JUEVES 8 DE JUNIO DE 2000

 


* Olga Harmony *

El caso de Caligari y el ostión chino

Tiene toda la razón David Olguín cuando escribe que Hugo Hiriart es un ''excéntrico" en nuestro teatro, un caso aparte dentro de la dramaturgia nacional. Todos sabemos que va creando su obra mientras dirige y alguna vez lo comparé con un niño armando un meccano, aunque el deleite infantil en él se mezcla con una enorme erudición, lo que le da la suficiente seguridad en sí mismo para hacer las citas más insólitas (lo recuerdo en una mesa redonda ante un público solemne y culto, haciendo una referencia al programa televisivo The nanny y recibiendo miradas de estudiada incomprensión). A pesar de los muchísimos años que le llevo, tuvimos las mismas lecturas infantiles y adolescentes, al parecer disfrutamos las mismas imaginarias aventuras, por lo que conocer una obra suya dentro de esta tesitura ųtiene otras, por ciertoų me produce un singular placer. Y lo mismo un domingo en su página de La Jornada Semanal escribe sobre el olvidado Douglas Fairbanks para referirse a películas, como Los hermanos corsos, que ya nadie recuerda, que una semana después lo hace acerca de Tolstoi y muestra su erudición respecto del poder de las piedras. Pienso que su enorme cultura no le ha hecho perder esa genuina curiosidad por todo de los niños, lo que lo convierte, más que en un erudito, en un sabio.

Sirva lo anterior para ubicar El caso de Caligari y el ostión chino, ese nuevo juego imaginativo a partir de la famosa película silente de Robert Wiene con que se inició el expresionismo fílmico alemán, combinada con otras citas de filmes, a veces de serie B, aunque en el programa de mano mencione a los cuatro grandes científicos del sueño fáustico, Frankenstein (ese doctor a quien muchos, creo que a excepción de Antonio Helguera, confunden con su monstruo), Mabuse, Moreau y Caligari. Lo que en la cinta de Wiene era un sombrío delirio expresionista, en la versión de Hiriart es una farsa cómica no exenta de disquisiciones filosóficas acerca del Doble y de la sobrevivencia del alma, así sea el cuerpo el que sepa que va a morir.

Esta vez Hiriart no dirigió su texto y lo confió a Antonio Castro, quien ya había dirigido para el autor la segunda versión de Camille (la primera, de José Caballero, a mi entender fue más imaginativa y completa). En una escenografía debida a Nicholas Locksmith, que reproduce y sintetiza en la primera parte el ambiente de la película y en la segunda las referencias cine ''B" al laboratorio de un ''sabio loco" típico de ese cine, Antonio Castro dirigió a sus actores con mucho acierto respecto al tono debido. Así Caligari y el Sonámbulo, aquí llamado Tomasito e incorporado por Rodrigo Murray, y Caligari, a quien interpreta Jorge Zárate, a la par que recuerdan a sus escalofriantes antecedentes fílmicos, los han convertido en personajes de farsa cómica, siempre en un tono sostenido a pesar de los juegos escénicos, como conviene a la unidimensionalidad de los personajes fársicos.

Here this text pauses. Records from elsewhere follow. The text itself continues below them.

//! Runtime parameters of the block heap manager.
//!
//! The whole set is swapped atomically by `BlockHeapManager::set_parameters`;
//! individual fields are never mutated in place.

use serde::{Deserialize, Serialize};

/// Default aggregate quarantine cap.
pub const DEFAULT_QUARANTINE_SIZE: usize = 4 * 1024 * 1024; // 4 MiB

/// Default cap on a single quarantined object.
pub const DEFAULT_QUARANTINE_BLOCK_SIZE: usize = 1024 * 1024; // 1 MiB

/// Default threshold above which the large-block heap services a request.
pub const DEFAULT_LARGE_ALLOCATION_THRESHOLD: usize = 64 * 1024; // 64 KiB

/// Default zebra arena size, fixed at first enable.
pub const DEFAULT_ZEBRA_BLOCK_HEAP_SIZE: usize = 16 * 1024 * 1024; // 16 MiB

/// Process-wide, hot-swappable parameter set.
#[derive(Debug, Clone, PartialEq, Serialize, Deserialize)]
pub struct Parameters {
    /// Aggregate quarantine cap in bytes. 0 disables quarantining.
    pub quarantine_size: usize,
    /// Maximum size of a single object admitted to quarantine, in bytes.
    pub quarantine_block_size: usize,
    /// Extra padding appended between body and trailer, in bytes.
    pub trailer_padding_size: usize,
    /// Probability in [0.0, 1.0] that an allocation receives guard
    /// instrumentation. The remainder bypasses straight to the raw backend.
    pub allocation_guard_rate: f64,
    /// Enables the large-block heap backend.
    pub enable_large_block_heap: bool,
    /// Requests at or above this size are eligible for the large-block heap.
    pub large_allocation_threshold: usize,
    /// Enables the page-guarded (zebra) heap backend.
    pub enable_zebra_block_heap: bool,
    /// Zebra arena size in bytes. Read once, at first enable.
    pub zebra_block_heap_size: usize,
    /// Fraction of the zebra arena reserved for quarantined slabs.
    pub zebra_block_heap_quarantine_ratio: f64,
    /// Gates the thread-local "always guard this call site" override flag.
    pub enable_allocation_filter: bool,
}

impl Default for Parameters {
    fn default() -> Self {
        Parameters {
            quarantine_size: DEFAULT_QUARANTINE_SIZE,
            quarantine_block_size: DEFAULT_QUARANTINE_BLOCK_SIZE,
            trailer_padding_size: 0,
            allocation_guard_rate: 1.0,
            enable_large_block_heap: true,
            large_allocation_threshold: DEFAULT_LARGE_ALLOCATION_THRESHOLD,
            enable_zebra_block_heap: false,
            zebra_block_heap_size: DEFAULT_ZEBRA_BLOCK_HEAP_SIZE,
            zebra_block_heap_quarantine_ratio: 0.25,
            enable_allocation_filter: false,
        }
    }
}

impl Parameters {
    /// Clamp rates/ratios into their valid ranges.
    pub fn sanitized(mut self) -> Self {
        self.allocation_guard_rate = self.allocation_guard_rate.clamp(0.0, 1.0);
        self.zebra_block_heap_quarantine_ratio =
            self.zebra_block_heap_quarantine_ratio.clamp(0.0, 1.0);
        self
    }
}
//! Stack-capture service interface.
//!
//! Blocks carry allocation-time and free-time stack references as opaque
//! ids. Symbolization and storage belong to the host; the manager only
//! saves, releases, and validates ids.

use backtrace::Backtrace;
use hashbrown::HashMap;
use parking_lot::Mutex;

/// Opaque reference to a captured stack. 0 is the reserved "no stack" id.
pub type StackId = u32;

/// The stack-capture capability consumed by the block heap manager.
pub trait StackCapture: Send + Sync {
    /// Capture the current call stack. Returns 0 if capture is unavailable.
    fn save_stack_trace(&self) -> StackId;

    /// Release a previously saved stack. Ignores 0 and unknown ids, since
    /// ids recovered from corrupted block metadata may be garbage.
    fn release_stack_trace(&self, id: StackId);

    /// Whether `id` refers to a currently held capture.
    fn stack_id_is_valid(&self, id: StackId) -> bool;
}

struct RegistryInner {
    stacks: HashMap<StackId, Backtrace>,
    next_id: StackId,
}

/// Reference implementation: unresolved `backtrace` captures held in a map.
/// Resolution (symbolization) is deferred to [`BacktraceRegistry::resolve`]
/// so the allocation path stays cheap.
pub struct BacktraceRegistry {
    inner: Mutex<RegistryInner>,
}

impl Default for BacktraceRegistry {
    fn default() -> Self {
        Self::new()
    }
}

impl BacktraceRegistry {
    pub fn new() -> Self {
        BacktraceRegistry {
            inner: Mutex::new(RegistryInner {
                stacks: HashMap::new(),
                next_id: 1,
            }),
        }
    }

    /// Number of captures currently held. Test/diagnostic aid.
    pub fn live_captures(&self) -> usize {
        self.inner.lock().stacks.len()
    }

    /// Symbolize and return a copy of the capture behind `id`.
    pub fn resolve(&self, id: StackId) -> Option<Backtrace> {
        let mut inner = self.inner.lock();
        let trace = inner.stacks.get_mut(&id)?;
        trace.resolve();
        Some(trace.clone())
    }
}

impl StackCapture for BacktraceRegistry {
    fn save_stack_trace(&self) -> StackId {
        let trace = Backtrace::new_unresolved();
        let mut inner = self.inner.lock();
        let id = inner.next_id;
        inner.next_id = inner.next_id.wrapping_add(1).max(1);
        inner.stacks.insert(id, trace);
        id
    }

    fn release_stack_trace(&self, id: StackId) {
        if id == 0 {
            return;
        }
        self.inner.lock().stacks.remove(&id);
    }

    fn stack_id_is_valid(&self, id: StackId) -> bool {
        id != 0 && self.inner.lock().stacks.contains_key(&id)
    }
}

/// No-op capture service for overhead-sensitive embeddings.
pub struct NullStackCapture;

impl StackCapture for NullStackCapture {
    fn save_stack_trace(&self) -> StackId {
        0
    }

    fn release_stack_trace(&self, _id: StackId) {}

    fn stack_id_is_valid(&self, _id: StackId) -> bool {
        false
    }
}

#[cfg(test)]
mod tests {
    use super::*;

    #[test]
    fn save_release_roundtrip() {
        let registry = BacktraceRegistry::new();
        let id = registry.save_stack_trace();
        assert_ne!(id, 0);
        assert!(registry.stack_id_is_valid(id));
        registry.release_stack_trace(id);
        assert!(!registry.stack_id_is_valid(id));
        assert_eq!(registry.live_captures(), 0);
    }

    #[test]
    fn release_tolerates_garbage_ids() {
        let registry = BacktraceRegistry::new();
        registry.release_stack_trace(0);
        registry.release_stack_trace(0xDEAD_BEEF);
    }

    #[test]
    fn null_capture_never_validates() {
        let null = NullStackCapture;
        assert_eq!(null.save_stack_trace(), 0);
        assert!(!null.stack_id_is_valid(0));
    }
}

Contrasta esta actitud con la de comedia realista que usa la deliciosa Clarisa Malheiros y con el diálogo realista que los mismos actores masculinos sostienen cuando son dos exploradores perdidos en algún lugar impreciso en una escena que tendrá su explicación en el último acto. Es en la escena de los exploradores en donde encuentro un error de concepción. Esa cama, con el explorador mayor moribundo, no tiene razón de ser, en ninguno de los mundos que se nos presentan. No sólo eso, el momento de la discusión ųque el autor contempla como un adaggio, antecedido de un allegro assai y precedido de un allegro molto en la estructura de sonata con que edificó su textoų resulta difícil de aprehender para el espectador después de la graciosas escenas anteriores, y el lecho del moribundo contrae mucho la dinámica escénica; aunque sea un efecto buscado, añadir rareza, como la de la cama, a la que tiene el momento mismo dentro del diseño del texto no es un recurso muy logrado.

El final de la obra, con su ludismo basado en algo tan serio como la rueda del Sámsara de las religiones indostánicas, que es ese vivir en el mundo, de reencarnación en reencarnación, hasta lograr la liberación; el final, repito, está muy logrado por el director y los tres excelentes actores con que cuenta. El extraño ''ostión" diseñado por Hugo Gutiérrez, la buena iluminación de Víctor Zapatero, el excelente vestuario diseñado por Marisa Meza y Martín López Brie, así como la música de Manuel Rocha Iturbide, Eric Lacsa. Jean Francais y Bernard Herrmann apoyan la escenificación de este nuevo texto de Hugo Hiriart.